Exchange Server Quarterly Servicing updates, changes, zero day vulnerability fixes released

Yesterday we released Exchange Server quarterly servicing Cumulative Updates (for Exchange 2013/2016/2019) and Rollup Update (for Exchange 2010) for all supported versions of Exchange Server.

Few highlights were,

  • These updates have the fixes to mitigate the zero day and related vulnerabilities.
  • An architectural change to EWS Push notification authentication – this change addresses the EWS Vulnerability. 
  • KB4490060 outlines the details of the changes made.
  • Customers who rely upon Push Notifications, should understand the important changes made.
  • EWS Pull and Streaming Notifications functionality are unchanged by today’s updates.
  • The change in Push Notification authentication is a permanent change to the product and necessary to protect the security of an Exchange Server.

The Exchange team has determined a change in the Active Directory rights granted to Exchange Servers using the default Shared Permissions Model is in order.

  • Changes in the latest cumulative updates, described in KB4490059, reduce the scope of objects where Exchange is able to write security descriptors in the directory.

Exchange Server 2010, 2013, 2016 and 2019 all receive an update package.

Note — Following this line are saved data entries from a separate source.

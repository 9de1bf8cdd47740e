use anyhow::{bail, Context, Result};
use serde::{Deserialize, Serialize};
use std::path::{Path, PathBuf};

const APP_NAME: &str = "rcly-hooks";
const KEYCHAIN_SERVICE: &str = "rcly.hooks.credentials";

/// Keychain entry holding the provider API key.
pub const API_KEY_SECRET: &str = "api_key";
/// Environment variable that takes precedence over the keychain entry.
pub const API_KEY_ENV: &str = "RCLY_API_KEY";

#[derive(Debug, Clone, Default, PartialEq, Eq, Serialize, Deserialize)]
pub struct AppConfig {
    #[serde(default)]
    pub provider: ProviderConfig,
    #[serde(default)]
    pub retry: RetrySettings,
}

#[derive(Debug, Clone, PartialEq, Eq, Serialize, Deserialize)]
pub struct ProviderConfig {
    #[serde(default = "default_provider_kind")]
    pub kind: String, // "mock" | "http"
    #[serde(default)]
    pub base_url: Option<String>,
}

impl Default for ProviderConfig {
    fn default() -> Self {
        Self {
            kind: default_provider_kind(),
            base_url: None,
        }
    }
}

fn default_provider_kind() -> String {
    "mock".to_string()
}

/// Outbound retry budget. Delays are in milliseconds.
#[derive(Debug, Clone, PartialEq, Eq, Serialize, Deserialize)]
#[serde(default)]
pub struct RetrySettings {
    pub max_attempts: u32,
    pub min_delay_ms: u64,
    pub max_delay_ms: u64,
}

impl Default for RetrySettings {
    fn default() -> Self {
        Self {
            max_attempts: 5,
            min_delay_ms: 100,
            max_delay_ms: 200,
        }
    }
}

impl AppConfig {
    pub fn validate(&self) -> Result<()> {
        match self.provider.kind.as_str() {
            "mock" => {}
            "http" => {
                let base_url = self.provider.base_url.as_deref().unwrap_or_default();
                if base_url.trim().is_empty() {
                    bail!("provider.base_url is required when provider.kind is \"http\"");
                }
            }
            other => bail!("unknown provider kind {other:?} (expected \"mock\" or \"http\")"),
        }
        if self.retry.max_attempts == 0 {
            bail!("retry.max_attempts must be at least 1");
        }
        if self.retry.min_delay_ms > self.retry.max_delay_ms {
            bail!(
                "retry.min_delay_ms ({}) exceeds retry.max_delay_ms ({})",
                self.retry.min_delay_ms,
                self.retry.max_delay_ms
            );
        }
        Ok(())
    }
}

/// Loads the config from its platform location, writing defaults on first use.
pub fn load() -> Result<AppConfig> {
    load_from(&config_path()?)
}

pub fn store(cfg: &AppConfig) -> Result<()> {
    store_to(&config_path()?, cfg)
}

pub fn config_path() -> Result<PathBuf> {
    confy::get_configuration_file_path(APP_NAME, None)
        .with_context(|| format!("Failed to resolve config path for {APP_NAME}"))
}

pub fn load_from(path: &Path) -> Result<AppConfig> {
    confy::load_path(path).with_context(|| format!("Failed to load rcly config from {}", path.display()))
}

pub fn store_to(path: &Path, cfg: &AppConfig) -> Result<()> {
    confy::store_path(path, cfg).with_context(|| format!("Failed to write rcly config to {}", path.display()))
}

fn secret_entry(key: &str) -> Result<keyring::Entry> {
    keyring::Entry::new(KEYCHAIN_SERVICE, key)
        .with_context(|| format!("Failed to open keychain entry {KEYCHAIN_SERVICE}/{key}"))
}

/// Maps the keychain's "no such entry" error to `None`.
fn absent_as_none<T>(result: keyring::Result<T>) -> keyring::Result<Option<T>> {
    match result {
        Ok(value) => Ok(Some(value)),
        Err(keyring::Error::NoEntry) => Ok(None),
        Err(e) => Err(e),
    }
}

pub fn store_secret(key: &str, value: &str) -> Result<()> {
    secret_entry(key)?
        .set_password(value)
        .with_context(|| format!("Failed to store {key} in the keychain"))
}

/// `Ok(None)` when the keychain has no entry for `key`.
pub fn get_secret(key: &str) -> Result<Option<String>> {
    absent_as_none(secret_entry(key)?.get_password())
        .with_context(|| format!("Failed to read {key} from the keychain"))
}

/// Removing a secret that is not stored is not an error.
pub fn delete_secret(key: &str) -> Result<()> {
    absent_as_none(secret_entry(key)?.delete_password())
        .map(drop)
        .with_context(|| format!("Failed to remove {key} from the keychain"))
}

/// API key from the environment, falling back to the keychain.
pub fn api_key() -> Option<String> {
    std::env::var(API_KEY_ENV)
        .ok()
        .filter(|key| !key.is_empty())
        .or_else(|| get_secret(API_KEY_SECRET).ok().flatten())
}

#[cfg(test)]
mod tests {
    use super::*;
    use tempfile::tempdir;

    #[test]
    fn defaults_use_the_mock_provider() {
        let cfg = AppConfig::default();
        assert_eq!(cfg.provider.kind, "mock");
        assert_eq!(cfg.retry.max_attempts, 5);
        assert_eq!((cfg.retry.min_delay_ms, cfg.retry.max_delay_ms), (100, 200));
        cfg.validate().unwrap();
    }

    #[test]
    fn partial_documents_fill_in_defaults() {
        let cfg: AppConfig =
            serde_json::from_str(r#"{"provider":{"kind":"http","base_url":"https://api.example.com"},"retry":{"max_attempts":3}}"#)
                .unwrap();
        assert_eq!(cfg.provider.base_url.as_deref(), Some("https://api.example.com"));
        assert_eq!(cfg.retry.max_attempts, 3);
        assert_eq!(cfg.retry.min_delay_ms, 100);
        cfg.validate().unwrap();

        let empty: AppConfig = serde_json::from_str("{}").unwrap();
        assert_eq!(empty, AppConfig::default());
    }

    #[test]
    fn http_provider_needs_a_base_url() {
        let mut cfg = AppConfig::default();
        cfg.provider.kind = "http".into();
        assert!(cfg.validate().is_err());
        cfg.provider.base_url = Some("https://api.example.com".into());
        assert!(cfg.validate().is_ok());
    }

    #[test]
    fn rejects_bad_retry_settings() {
        let mut cfg = AppConfig::default();
        cfg.retry.max_attempts = 0;
        assert!(cfg.validate().is_err());

        let mut cfg = AppConfig::default();
        cfg.retry.min_delay_ms = 500;
        let err = cfg.validate().unwrap_err().to_string();
        assert!(err.contains("min_delay_ms"), "{err}");
    }

    #[test]
    fn unknown_provider_kind() {
        let mut cfg = AppConfig::default();
        cfg.provider.kind = "carrier-pigeon".into();
        assert!(cfg.validate().is_err());
    }

    #[test]
    fn stored_config_loads_back() {
        let dir = tempdir().unwrap();
        let path = dir.path().join("rcly.toml");
        let mut cfg = AppConfig::default();
        cfg.provider.kind = "http".into();
        cfg.provider.base_url = Some("https://api.example.com".into());
        cfg.retry.max_attempts = 3;

        store_to(&path, &cfg).unwrap();
        assert_eq!(load_from(&path).unwrap(), cfg);
    }

    #[test]
    fn missing_file_loads_defaults() {
        let dir = tempdir().unwrap();
        let cfg = load_from(&dir.path().join("absent.toml")).unwrap();
        assert_eq!(cfg, AppConfig::default());
    }

    #[test]
    fn unreadable_config_names_its_path() {
        let dir = tempdir().unwrap();
        let path = dir.path().join("rcly.toml");
        std::fs::write(&path, "retry = \"often\"").unwrap();
        let err = format!("{:#}", load_from(&path).unwrap_err());
        assert!(err.contains("rcly.toml"), "{err}");
    }

    #[test]
    fn absent_keychain_entry_is_none() {
        assert_eq!(absent_as_none::<String>(Err(keyring::Error::NoEntry)).unwrap(), None);
        assert_eq!(absent_as_none(Ok("k".to_string())).unwrap(), Some("k".to_string()));
        let denied = absent_as_none::<()>(Err(keyring::Error::NoStorageAccess("locked".into())));
        assert!(denied.is_err());
    }
}
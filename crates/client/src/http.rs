use super::{BillingClient, BillingError};
use async_trait::async_trait;
use rcly_core::decode_transaction;
use rcly_core::models::Transaction;
use reqwest::header::ACCEPT;
use reqwest::{StatusCode, Url};
use std::sync::Arc;
use std::time::Duration;

const REQUEST_TIMEOUT: Duration = Duration::from_secs(30);

/// Provider REST client. Resources are fetched as XML and decoded with the
/// same entity decoders the webhook path uses.
#[derive(Clone)]
pub struct HttpBillingClient {
    base_url: Url,
    api_key: Option<String>,
    http_client: reqwest::Client,
}

impl HttpBillingClient {
    pub fn new(base_url: &str, api_key: Option<String>) -> Result<Arc<Self>, BillingError> {
        let base_url =
            Url::parse(base_url).map_err(|e| BillingError::InvalidUrl(format!("{base_url}: {e}")))?;
        if base_url.cannot_be_a_base() {
            return Err(BillingError::InvalidUrl(base_url.to_string()));
        }
        let http_client = reqwest::Client::builder()
            .timeout(REQUEST_TIMEOUT)
            .build()?;
        Ok(Arc::new(Self {
            base_url,
            api_key,
            http_client,
        }))
    }

    /// `{base}/transactions/{id}` with `id` percent-encoded as one segment.
    fn transaction_url(&self, id: &str) -> Result<Url, BillingError> {
        let mut url = self.base_url.clone();
        url.path_segments_mut()
            .map_err(|_| BillingError::InvalidUrl(self.base_url.to_string()))?
            .pop_if_empty()
            .push("transactions")
            .push(id);
        Ok(url)
    }
}

#[async_trait]
impl BillingClient for HttpBillingClient {
    async fn get_transaction(&self, id: &str) -> Result<Transaction, BillingError> {
        let url = self.transaction_url(id)?;
        tracing::debug!(%url, "fetching transaction");

        let mut request = self
            .http_client
            .get(url)
            .header(ACCEPT, "application/xml");
        if let Some(key) = &self.api_key {
            request = request.basic_auth(key, None::<&str>);
        }
        let resp = request.send().await?;

        let status = resp.status();
        if !status.is_success() {
            let body = resp.text().await.unwrap_or_default();
            return Err(match status {
                StatusCode::NOT_FOUND => BillingError::NotFound(format!("transaction {id}")),
                StatusCode::SERVICE_UNAVAILABLE => BillingError::TemporarilyUnavailable(body),
                _ => BillingError::Http {
                    status: status.as_u16(),
                    body,
                },
            });
        }

        let body = resp.bytes().await?;
        let transaction = decode_transaction(&body)?;
        tracing::info!(
            transaction = %id,
            status = ?transaction.status,
            amount_in_cents = transaction.amount_in_cents,
            "transaction fetched"
        );
        Ok(transaction)
    }
}

#[cfg(test)]
mod tests {
    use super::*;

    #[test]
    fn transaction_urls() {
        let client = HttpBillingClient::new("https://api.example.com/v2/", None).unwrap();
        assert_eq!(
            client.transaction_url("abc123").unwrap().as_str(),
            "https://api.example.com/v2/transactions/abc123"
        );

        let bare = HttpBillingClient::new("https://api.example.com", None).unwrap();
        assert_eq!(
            bare.transaction_url("a/b c").unwrap().as_str(),
            "https://api.example.com/transactions/a%2Fb%20c"
        );
    }

    #[test]
    fn rejects_unusable_base_urls() {
        assert!(matches!(
            HttpBillingClient::new("not a url", None),
            Err(BillingError::InvalidUrl(_))
        ));
        assert!(matches!(
            HttpBillingClient::new("mailto:billing@example.com", None),
            Err(BillingError::InvalidUrl(_))
        ));
    }
}
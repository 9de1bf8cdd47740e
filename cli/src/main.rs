mod commands;

use anyhow::{Context, Result};
use billing_client::{BillingClient, HttpBillingClient, MockClient, RetryPolicy, RetryingClient};
use clap::{Parser, Subcommand};
use config::AppConfig;
use rcly_core::{Notification, NotificationDispatcher};
use std::path::PathBuf;
use std::sync::Arc;
use std::time::Duration;
use tracing_subscriber::{layer::SubscriberExt, util::SubscriberInitExt};

/// Billing-provider webhook decoder and outbound client
#[derive(Parser, Debug)]
#[command(name = "rcly")]
#[command(about = "Decode billing webhook notifications and query the provider")]
struct Args {
    #[command(subcommand)]
    command: Command,
}

#[derive(Subcommand, Debug)]
enum Command {
    /// Decode notification payloads and run them through the dispatcher
    Dispatch {
        #[arg(required = true)]
        files: Vec<PathBuf>,

        /// Print each decoded notification as a JSON line
        #[arg(long)]
        json: bool,
    },
    /// Dispatch every *.xml payload under a directory and print a summary
    Replay { dir: PathBuf },
    /// Fetch a transaction from the provider, retrying transient failures
    Transaction { id: String },
    /// Show or change the stored configuration
    Config {
        #[command(subcommand)]
        action: ConfigAction,
    },
}

#[derive(Subcommand, Debug)]
enum ConfigAction {
    Show,
    SetProvider { kind: String },
    SetBaseUrl { url: String },
    SetApiKey {
        #[arg(env = "RCLY_API_KEY", hide_env_values = true)]
        key: String,
    },
    ClearApiKey,
}

fn init_tracing() {
    let env_filter = std::env::var("RUST_LOG").unwrap_or_else(|_| "info".to_string());
    tracing_subscriber::registry()
        .with(tracing_subscriber::EnvFilter::new(env_filter))
        .with(tracing_subscriber::fmt::layer().with_writer(std::io::stderr))
        .init();
}

fn retry_policy(cfg: &AppConfig) -> RetryPolicy {
    RetryPolicy::new(
        RetryPolicy::default().name,
        cfg.retry.max_attempts,
        Duration::from_millis(cfg.retry.min_delay_ms),
        Duration::from_millis(cfg.retry.max_delay_ms),
    )
}

fn create_billing_client(cfg: &AppConfig) -> Result<Arc<dyn BillingClient>> {
    let inner: Arc<dyn BillingClient> = match cfg.provider.kind.as_str() {
        "http" => {
            let base_url = cfg
                .provider
                .base_url
                .as_deref()
                .ok_or_else(|| anyhow::anyhow!("provider base_url not configured"))?;
            let api_key = config::api_key();
            if api_key.is_none() {
                tracing::warn!("no API key in {} or keychain", config::API_KEY_ENV);
            }
            tracing::info!(%base_url, "using HTTP billing client");
            HttpBillingClient::new(base_url, api_key)?
        }
        _ => {
            tracing::info!("using mock billing client");
            MockClient::new()
        }
    };
    Ok(RetryingClient::new(inner, retry_policy(cfg)))
}

fn print_json(notification: &Notification) {
    match serde_json::to_string(notification) {
        Ok(line) => println!("{line}"),
        Err(e) => tracing::error!(error = %e, "failed to serialize notification"),
    }
}

async fn run(args: Args) -> Result<()> {
    match args.command {
        Command::Dispatch { files, json } => {
            let dispatcher = if json {
                NotificationDispatcher::new().on_all(print_json)
            } else {
                NotificationDispatcher::new()
            };
            let mut failed = 0usize;
            for path in &files {
                match commands::dispatch_file(&dispatcher, path)? {
                    commands::Outcome::Failed { .. } => failed += 1,
                    outcome => tracing::debug!(path = %path.display(), ?outcome, "dispatched"),
                }
            }
            if failed > 0 {
                anyhow::bail!("{failed} of {} payloads could not be decoded", files.len());
            }
        }
        Command::Replay { dir } => {
            let summary = commands::replay_dir(&NotificationDispatcher::new(), &dir)?;
            println!("{}", serde_json::to_string_pretty(&summary)?);
        }
        Command::Transaction { id } => {
            let cfg = config::load()?;
            cfg.validate()?;
            let client = create_billing_client(&cfg)?;
            let transaction = client
                .get_transaction(&id)
                .await
                .with_context(|| format!("Failed to fetch transaction {id}"))?;
            println!("{}", serde_json::to_string_pretty(&transaction)?);
        }
        Command::Config { action } => config_command(action)?,
    }
    Ok(())
}

fn config_command(action: ConfigAction) -> Result<()> {
    match action {
        ConfigAction::Show => {
            let cfg = config::load()?;
            println!("# {}", config::config_path()?.display());
            println!("{}", serde_json::to_string_pretty(&cfg)?);
        }
        ConfigAction::SetProvider { kind } => {
            if !matches!(kind.as_str(), "mock" | "http") {
                anyhow::bail!("unknown provider kind {kind:?} (expected \"mock\" or \"http\")");
            }
            let mut cfg = config::load()?;
            cfg.provider.kind = kind;
            config::store(&cfg)?;
        }
        ConfigAction::SetBaseUrl { url } => {
            let mut cfg = config::load()?;
            cfg.provider.base_url = Some(url);
            cfg.validate()?;
            config::store(&cfg)?;
        }
        ConfigAction::SetApiKey { key } => {
            config::store_secret(config::API_KEY_SECRET, &key)?;
            tracing::info!("API key stored in keychain");
        }
        ConfigAction::ClearApiKey => {
            config::delete_secret(config::API_KEY_SECRET)?;
            tracing::info!("API key removed from keychain");
        }
    }
    Ok(())
}

#[tokio::main]
async fn main() -> Result<()> {
    init_tracing();
    run(Args::parse()).await
}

Learnt about Shared Permissions vs Split permissions model

For more info, please refer the detailed EHLO blog post and its guidance.

Comments

  • Anonymous
    February 14, 2019
    Good one...!! Quick questions. Is this thoroughly checked in first place? As of tomorrow we have existing ews applications which use EWS Pull/push notifications functionalities should not be affected?
    • Anonymous
      March 07, 2019
      Glad that it helped you.
      • Anonymous
        March 07, 2019
        I missed answering your query - Yes, we have evaluated the changes to push notifications against many commonly used EWS clients, e.g. Outlook Mac, Skype for Business Client, native iOS mail clients and observed no loss of functionality due to these changes. EWS Pull and Streaming Notifications functionality are unchanged by today’s updates.